How many lines of these records hold the string "PoulError"? Reply with the number alone.

SUPPLIED ENTRIES ::
▶

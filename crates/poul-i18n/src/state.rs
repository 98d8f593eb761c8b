//! The process-wide active locale
//!
//! The product currently ships a single language, so the locale is locked
//! after startup and [`LocaleState::request`] only logs. The request path is
//! kept so that language switcher call sites stay unchanged if switching is
//! ever enabled through [`SwitchPolicy::Allowed`]. When it is, the new tag is
//! published with one atomic store: readers see either the old or the new
//! tag, never anything in between.

use crate::locale::LocaleTag;
use arc_swap::ArcSwap;
use serde::{Deserialize, Serialize};
use std::sync::Arc;
use tracing::{debug, info, warn};

/// Whether locale change requests take effect.
#[derive(Debug, Clone, Copy, Default, PartialEq, Eq, Serialize, Deserialize)]
#[serde(rename_all = "lowercase")]
pub enum SwitchPolicy {
    /// Requests are ignored; the initial locale stays active
    #[default]
    Locked,
    /// Requests replace the active locale
    Allowed,
}

impl SwitchPolicy {
    /// Map the `allow_locale_switching` configuration flag
    pub fn from_flag(allow: bool) -> Self {
        if allow {
            Self::Allowed
        } else {
            Self::Locked
        }
    }
}

/// What happened to a locale change request.
#[derive(Debug, Clone, PartialEq, Eq)]
pub enum LocaleRequest {
    /// Switching is disabled; nothing changed
    Locked,
    /// The requested locale was already active
    Unchanged,
    /// The active locale changed
    Switched {
        /// Locale active before the request
        from: LocaleTag,
        /// Locale active after the request
        to: LocaleTag,
    },
    /// The tag was invalid or has no content; nothing changed
    Rejected,
}

/// Holder of the single active locale tag.
#[derive(Debug)]
pub struct LocaleState {
    current: ArcSwap<LocaleTag>,
    policy: SwitchPolicy,
}

impl Default for LocaleState {
    fn default() -> Self {
        Self::new(LocaleTag::fallback(), SwitchPolicy::Locked)
    }
}

impl LocaleState {
    /// Create the state with its initial locale
    pub fn new(initial: LocaleTag, policy: SwitchPolicy) -> Self {
        debug!("Locale state initialized to {} ({:?})", initial, policy);
        Self {
            current: ArcSwap::from_pointee(initial),
            policy,
        }
    }

    /// Create the state from a configured tag, falling back to the default
    /// locale when none is configured or the tag does not parse
    pub fn from_setting(tag: Option<&str>, policy: SwitchPolicy) -> Self {
        let initial = match tag.map(LocaleTag::parse) {
            Some(Ok(tag)) => tag,
            Some(Err(e)) => {
                warn!("{}, using default locale {}", e, LocaleTag::fallback());
                LocaleTag::fallback()
            }
            None => LocaleTag::fallback(),
        };
        Self::new(initial, policy)
    }

    /// The active locale
    pub fn current(&self) -> LocaleTag {
        LocaleTag::clone(&self.current.load())
    }

    /// The configured switch policy
    pub fn policy(&self) -> SwitchPolicy {
        self.policy
    }

    /// Whether requests are ignored
    pub fn is_locked(&self) -> bool {
        self.policy == SwitchPolicy::Locked
    }

    /// Ask for a different active locale.
    ///
    /// With [`SwitchPolicy::Locked`] this only logs. It never fails.
    pub fn request(&self, tag: &str) -> LocaleRequest {
        if self.is_locked() {
            info!(
                requested = tag,
                "Language locked to {}, ignoring change request",
                self.current.load().as_str()
            );
            return LocaleRequest::Locked;
        }

        let tag = match LocaleTag::parse(tag) {
            Ok(tag) => tag,
            Err(e) => {
                warn!("Rejected locale change request: {}", e);
                return LocaleRequest::Rejected;
            }
        };

        let previous = self.current.swap(Arc::new(tag.clone()));
        if *previous == tag {
            return LocaleRequest::Unchanged;
        }

        info!("Active locale switched from {} to {}", previous, tag);
        LocaleRequest::Switched {
            from: LocaleTag::clone(&previous),
            to: tag,
        }
    }
}
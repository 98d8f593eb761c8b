//! Structured logging infrastructure for Poul Le Fun

use crate::{PoulError, Result};
use std::fs::OpenOptions;
use std::path::PathBuf;
use tracing_subscriber::{fmt, layer::SubscriberExt, util::SubscriberInitExt, EnvFilter};

/// Configuration for the logging system
#[derive(Debug, Clone)]
pub struct LoggingConfig {
    /// Log level filter (e.g., "info", "debug", "poul_i18n=trace")
    pub level: String,
    /// Whether to emit one JSON object per event
    pub json_format: bool,
    /// Optional file path for log output; stdout when unset
    pub file_path: Option<PathBuf>,
    /// Whether to include target module information
    pub include_targets: bool,
}

impl Default for LoggingConfig {
    fn default() -> Self {
        Self {
            level: "info".to_string(),
            json_format: false,
            file_path: None,
            include_targets: true,
        }
    }
}

impl LoggingConfig {
    /// Build the event filter, falling back to `info` for an unparsable level
    pub fn env_filter(&self) -> EnvFilter {
        EnvFilter::try_new(&self.level).unwrap_or_else(|_| EnvFilter::new("info"))
    }
}

/// Initialize the tracing subscriber with the given configuration.
///
/// Fails if a global subscriber is already installed or the log file cannot
/// be opened.
pub fn init_logging(config: LoggingConfig) -> Result<()> {
    let registry = tracing_subscriber::registry().with(config.env_filter());

    let installed = match (config.json_format, config.file_path) {
        (true, Some(path)) => {
            let file = OpenOptions::new().create(true).append(true).open(path)?;
            let layer = fmt::layer()
                .json()
                .with_target(config.include_targets)
                .with_writer(file);
            registry.with(layer).try_init()
        }
        (true, None) => {
            let layer = fmt::layer().json().with_target(config.include_targets);
            registry.with(layer).try_init()
        }
        (false, Some(path)) => {
            let file = OpenOptions::new().create(true).append(true).open(path)?;
            let layer = fmt::layer()
                .with_ansi(false)
                .with_target(config.include_targets)
                .with_writer(file);
            registry.with(layer).try_init()
        }
        (false, None) => {
            let layer = fmt::layer().with_target(config.include_targets);
            registry.with(layer).try_init()
        }
    };

    installed.map_err(|e| PoulError::logging_with_source("failed to install tracing subscriber", e))
}

/// Initialize logging with default configuration
pub fn init_default_logging() -> Result<()> {
    init_logging(LoggingConfig::default())
}
//! Internationalization manager

use crate::catalog::Catalog;
use crate::locale::{Language, LocaleTag};
use crate::params::Params;
use crate::resolver::resolve;
use crate::state::{LocaleRequest, LocaleState};
use std::sync::Arc;
use tracing::{info, warn};

/// What UI collaborators hold to turn dot-paths into display strings.
///
/// Cloning is cheap; every clone shares the same catalog and locale state.
#[derive(Debug, Clone)]
pub struct I18nManager {
    catalog: Arc<Catalog>,
    state: Arc<LocaleState>,
}

impl I18nManager {
    /// Bind a catalog and a locale state together
    pub fn new(catalog: Arc<Catalog>, state: Arc<LocaleState>) -> Self {
        let current = state.current();
        if !catalog.contains_locale(current.as_str()) {
            warn!(
                "Active locale {} has no catalog; every string will show its key",
                current
            );
        }
        info!(
            "I18nManager initialized with locale {} (available: {:?}, {:?})",
            current,
            catalog.locales(),
            state.policy()
        );
        Self { catalog, state }
    }

    /// Resolve `path` in the active locale
    pub fn t(&self, path: &str) -> String {
        resolve(&self.catalog, self.state.current().as_str(), path, None)
    }

    /// Resolve `path` in the active locale, substituting `params`
    pub fn t_with(&self, path: &str, params: &Params) -> String {
        resolve(&self.catalog, self.state.current().as_str(), path, Some(params))
    }

    /// Whether `path` names text in the active locale
    pub fn has_message(&self, path: &str) -> bool {
        self.catalog
            .lookup(self.state.current().as_str(), path)
            .is_ok()
    }

    /// The active locale
    pub fn language(&self) -> LocaleTag {
        self.state.current()
    }

    /// Ask for a different language.
    ///
    /// Forwards to [`LocaleState::request`]. When switching is allowed, tags
    /// the catalog has no content for are refused.
    pub fn set_language(&self, tag: &str) -> LocaleRequest {
        if self.state.is_locked() {
            return self.state.request(tag);
        }

        match LocaleTag::parse(tag) {
            Ok(parsed) if self.catalog.contains_locale(parsed.as_str()) => {
                self.state.request(parsed.as_str())
            }
            Ok(parsed) => {
                warn!("No catalog for requested locale {}, keeping {}", parsed, self.language());
                LocaleRequest::Rejected
            }
            Err(e) => {
                warn!("Rejected locale change request: {}", e);
                LocaleRequest::Rejected
            }
        }
    }

    /// Languages a switcher can offer, sorted by tag
    pub fn available_languages(&self) -> Vec<Language> {
        self.catalog
            .locales()
            .into_iter()
            .map(Language::from_tag)
            .collect()
    }

    /// The shared catalog
    pub fn catalog(&self) -> &Arc<Catalog> {
        &self.catalog
    }

    /// The shared locale state
    pub fn locale_state(&self) -> &Arc<LocaleState> {
        &self.state
    }
}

◀

RESULT OF THIS EXERCISE ::
2